Dr. Kodali’s expert testified that coronary artery disease could not have caused Cowher’s death because no damage to the heart muscle was found during Cowher’s autopsy. Dr. Kodali’s expert also testified that Dr. Kodali’s diagnosis of Cowher’s chest pain as having a non-cardiac origin without conducting further testing did not breach the standard of care.
The jury awarded Cowher’s widow almost $2.5 million on her wrongful death claim. It awarded another $3.8 million on her survival claim. The trial court denied post-trial motions for a new trial and entered judgment for Cowher’s widow in the full amount. Dr. Kodali appealed.
Cause of Death
Dr. Kodali first argued that Cowher’s expert did not establish that negligence caused Cowher’s death because he testified that Cowher died from cardiac arrythmia (a condition that causes cardiac arrest) while the complaint echoed the coroner’s finding that he died from a myocardial infarction (a heart attack). The appellate court concluded that Cowher’s widow merely needed to prove that negligence caused his death. She did not need to prove the precise way in which he died.
The evidence established that Dr. Kodali failed to diagnose and treat Cowher’s severe coronary heart disease. That failure caused Cowher’s death. Whether the death was caused by a cardiac arrythmia or a myocardial infarction, the result was the same. Cowher died because Dr. Kodali did not diagnose and treat the health condition that caused his heart to stop functioning as it should.
Pain and Suffering
A neighbor who saw Cowher collapse testified that she heard him say “I need help.” The neighbor said that he appeared to be in pain and was very distraught. Cowher was conscious for about three minutes after he collapsed.

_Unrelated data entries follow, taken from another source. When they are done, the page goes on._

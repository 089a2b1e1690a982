//! Image-plane ellipse geometry.
//!
//! The projected aperture stop is summarised by an [`Ellipse`]; observed
//! boundary points are compared against it with the orthogonal point-to-ellipse
//! distance.

use nalgebra::{Matrix3, Vector2};
use serde::{Deserialize, Serialize};
use std::f64::consts::{FRAC_PI_2, PI};

pub mod fit;

pub use fit::{fit_conic, fit_ellipse, MIN_FIT_POINTS};

/// General conic `A x² + B xy + C y² + D x + E y + F = 0`, stored as
/// `[A, B, C, D, E, F]`.
#[derive(Debug, Clone, Copy, PartialEq, Serialize, Deserialize)]
pub struct Conic {
    pub coefficients: [f64; 6],
}

impl Conic {
    pub fn new(coefficients: [f64; 6]) -> Self {
        Conic { coefficients }
    }

    pub fn is_ellipse(&self) -> bool {
        let [a, b, c, ..] = self.coefficients;
        b * b - 4.0 * a * c < 0.0
    }

    /// Converts to centre/axes/angle form. `None` unless the conic is a real,
    /// non-degenerate ellipse.
    pub fn to_ellipse(&self) -> Option<Ellipse> {
        let norm = self.coefficients.iter().map(|c| c * c).sum::<f64>().sqrt();
        if !norm.is_finite() || norm < f64::MIN_POSITIVE || !self.is_ellipse() {
            return None;
        }
        let [a, b, c, d, e, f] = self.coefficients.map(|v| v / norm);

        let matrix = Matrix3::new(a, b / 2.0, d / 2.0, b / 2.0, c, e / 2.0, d / 2.0, e / 2.0, f);
        if matrix.determinant().abs() < 1e-18 {
            return None;
        }

        let denom = 4.0 * a * c - b * b;
        let cx = (b * e - 2.0 * c * d) / denom;
        let cy = (b * d - 2.0 * a * e) / denom;

        let angle = if (a - c).abs() < 1e-15 && b.abs() < 1e-15 {
            0.0
        } else {
            0.5 * b.atan2(a - c)
        };

        let sum = a + c;
        let diff = ((a - c).powi(2) + b * b).sqrt();
        let lambda1 = (sum + diff) / 2.0;
        let lambda2 = (sum - diff) / 2.0;
        let f_center = a * cx * cx + b * cx * cy + c * cy * cy + d * cx + e * cy + f;

        let first = -f_center / lambda1;
        let second = -f_center / lambda2;
        if !(first > 0.0 && second > 0.0) {
            return None;
        }
        let (first, second) = (first.sqrt(), second.sqrt());

        let ellipse = if first >= second {
            Ellipse::new(cx, cy, first, second, angle)
        } else {
            Ellipse::new(cx, cy, second, first, angle + FRAC_PI_2)
        };
        ellipse.is_valid().then_some(ellipse)
    }
}

/// Ellipse in centre/axes form.
#[derive(Debug, Clone, Copy, PartialEq, Serialize, Deserialize)]
pub struct Ellipse {
    pub center_x: f64,
    pub center_y: f64,
    pub semi_major: f64,
    pub semi_minor: f64,
    /// Angle of the major axis from +x in radians, in `(−π/2, π/2]`.
    pub angle: f64,
}

impl Ellipse {
    /// Creates an ellipse. The angle is wrapped into `(−π/2, π/2]`; the axes
    /// are taken as given.
    pub fn new(center_x: f64, center_y: f64, semi_major: f64, semi_minor: f64, angle: f64) -> Self {
        Ellipse {
            center_x,
            center_y,
            semi_major,
            semi_minor,
            angle: wrap_half_turn(angle),
        }
    }

    pub fn center(&self) -> Vector2<f64> {
        Vector2::new(self.center_x, self.center_y)
    }

    pub fn area(&self) -> f64 {
        PI * self.semi_major * self.semi_minor
    }

    /// `sqrt(1 − b²/a²)`.
    pub fn eccentricity(&self) -> f64 {
        (1.0 - (self.semi_minor / self.semi_major).powi(2)).max(0.0).sqrt()
    }

    pub fn is_valid(&self) -> bool {
        self.semi_major > 0.0
            && self.semi_minor > 0.0
            && [
                self.center_x,
                self.center_y,
                self.semi_major,
                self.semi_minor,
                self.angle,
            ]
            .iter()
            .all(|v| v.is_finite())
    }

    pub fn to_conic(&self) -> Conic {
        let (sin, cos) = self.angle.sin_cos();
        let a2 = self.semi_major * self.semi_major;
        let b2 = self.semi_minor * self.semi_minor;
        let ca = cos * cos / a2 + sin * sin / b2;
        let cb = 2.0 * cos * sin * (1.0 / a2 - 1.0 / b2);
        let cc = sin * sin / a2 + cos * cos / b2;
        let (x0, y0) = (self.center_x, self.center_y);
        Conic::new([
            ca,
            cb,
            cc,
            -2.0 * ca * x0 - cb * y0,
            -cb * x0 - 2.0 * cc * y0,
            ca * x0 * x0 + cb * x0 * y0 + cc * y0 * y0 - 1.0,
        ])
    }

    /// `n` points evenly spaced in the parametric angle.
    pub fn sample(&self, n: usize) -> Vec<Vector2<f64>> {
        let (sin, cos) = self.angle.sin_cos();
        (0..n)
            .map(|i| {
                let t = 2.0 * PI * i as f64 / n as f64;
                let u = self.semi_major * t.cos();
                let v = self.semi_minor * t.sin();
                Vector2::new(
                    self.center_x + cos * u - sin * v,
                    self.center_y + sin * u + cos * v,
                )
            })
            .collect()
    }

    /// Euclidean distance from `point` to the nearest point on the ellipse.
    ///
    /// Works in the ellipse frame, reflected into the first quadrant, and
    /// bisects the Lagrange-multiplier equation for the closest point.
    pub fn distance(&self, point: &Vector2<f64>) -> f64 {
        let (sin, cos) = self.angle.sin_cos();
        let dx = point.x - self.center_x;
        let dy = point.y - self.center_y;
        let y0 = (cos * dx + sin * dy).abs();
        let y1 = (-sin * dx + cos * dy).abs();
        let (e0, e1) = (self.semi_major, self.semi_minor);

        if y1 > 0.0 {
            if y0 > 0.0 {
                let z0 = y0 / e0;
                let z1 = y1 / e1;
                let g = z0 * z0 + z1 * z1 - 1.0;
                if g == 0.0 {
                    return 0.0;
                }
                let r0 = (e0 / e1).powi(2);
                let s = bisect_root(r0, z0, z1, g);
                let x0 = r0 * y0 / (s + r0);
                let x1 = y1 / (s + 1.0);
                return (x0 - y0).hypot(x1 - y1);
            }
            return (y1 - e1).abs();
        }

        let numer = e0 * y0;
        let denom = e0 * e0 - e1 * e1;
        if numer < denom {
            let ratio = numer / denom;
            let x0 = e0 * ratio;
            let x1 = e1 * (1.0 - ratio * ratio).max(0.0).sqrt();
            (x0 - y0).hypot(x1)
        } else {
            (y0 - e0).abs()
        }
    }
}

fn bisect_root(r0: f64, z0: f64, z1: f64, g: f64) -> f64 {
    let n0 = r0 * z0;
    let mut s0 = z1 - 1.0;
    let mut s1 = if g < 0.0 { 0.0 } else { n0.hypot(z1) - 1.0 };
    let mut s = 0.0;
    for _ in 0..200 {
        s = 0.5 * (s0 + s1);
        if s == s0 || s == s1 {
            break;
        }
        let ratio0 = n0 / (s + r0);
        let ratio1 = z1 / (s + 1.0);
        let value = ratio0 * ratio0 + ratio1 * ratio1 - 1.0;
        if value > 0.0 {
            s0 = s;
        } else if value < 0.0 {
            s1 = s;
        } else {
            break;
        }
    }
    s
}

fn wrap_half_turn(mut angle: f64) -> f64 {
    if !angle.is_finite() {
        return angle;
    }
    angle %= PI;
    if angle > FRAC_PI_2 {
        angle -= PI;
    } else if angle <= -FRAC_PI_2 {
        angle += PI;
    }
    angle
}

/// Summary statistics of a set of non-negative residuals.
#[derive(Debug, Clone, Copy, PartialEq, Serialize, Deserialize)]
pub struct ResidualStats {
    pub rmse: f64,
    pub min: f64,
    pub max: f64,
    pub mean: f64,
    pub stddev: f64,
    pub median: f64,
}

impl ResidualStats {
    /// `None` for an empty slice or any non-finite residual.
    pub fn from_residuals(residuals: &[f64]) -> Option<Self> {
        if residuals.is_empty() || residuals.iter().any(|r| !r.is_finite()) {
            return None;
        }
        let n = residuals.len() as f64;
        let mean = residuals.iter().sum::<f64>() / n;
        let variance = residuals.iter().map(|r| (r - mean).powi(2)).sum::<f64>() / n;
        let rmse = (residuals.iter().map(|r| r * r).sum::<f64>() / n).sqrt();
        let min = residuals.iter().copied().fold(f64::INFINITY, f64::min);
        let max = residuals.iter().copied().fold(f64::NEG_INFINITY, f64::max);

        let mut sorted = residuals.to_vec();
        sorted.sort_by(|a, b| a.total_cmp(b));
        let mid = sorted.len() / 2;
        let median = if sorted.len() % 2 == 0 {
            (sorted[mid - 1] + sorted[mid]) / 2.0
        } else {
            sorted[mid]
        };

        Some(ResidualStats {
            rmse,
            min,
            max,
            mean,
            stddev: variance.sqrt(),
            median,
        })
    }
}

/// Orthogonal distances from each of `points` to `ellipse`.
pub fn distances_to_ellipse(ellipse: &Ellipse, points: &[Vector2<f64>]) -> Vec<f64> {
    points.iter().map(|p| ellipse.distance(p)).collect()
}

/// Root mean square of the orthogonal distances; `NaN` for no points.
pub fn rms_distance(ellipse: &Ellipse, points: &[Vector2<f64>]) -> f64 {
    if points.is_empty() {
        return f64::NAN;
    }
    let sum: f64 = points.iter().map(|p| ellipse.distance(p).powi(2)).sum();
    (sum / points.len() as f64).sqrt()
}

The expert witness expressed the opinion that Cowher experienced pain and suffering before his death. When asked about the basis for that opinion, the expert testified that he based his opinion on the neighbor’s testimony.
Dr. Kodali argued that an expert must give opinions that go beyond lay opinions. Testifying that Cowher experienced pain, when that testimony was based on a lay witness’ observation that Cowher seemed to be in pain, was not expert testimony. The expert did not need to apply his own expertise to conclude that Cowher experienced pain.
Since the jury heard the neighbor’s testimony, it seems doubtful that the expert’s opinion affected the verdict. The expert didn’t tell the jury anything more than it already knew. In the court’s view, however, placing the imprimatur of expertise upon an opinion that someone suffered pain could have influenced the jury. The court therefore reversed the verdict on the survival claim and remanded for a new trial on that claim.
It seems likely that the expert could have given admissible expert testimony on pain and suffering. A cardiologist presumably knows that heart failure is painful. Based on his experience treating patients who suffered from a cardiac arrythmia, and perhaps on knowledge gleaned from medical texts, the expert could probably have explained why his medical expertise informed his opinion that Cowher suffered pain. If the expert had been advised in advance that he should rely on his medical expertise when expressing his opinion, a new trial could likely have been avoided.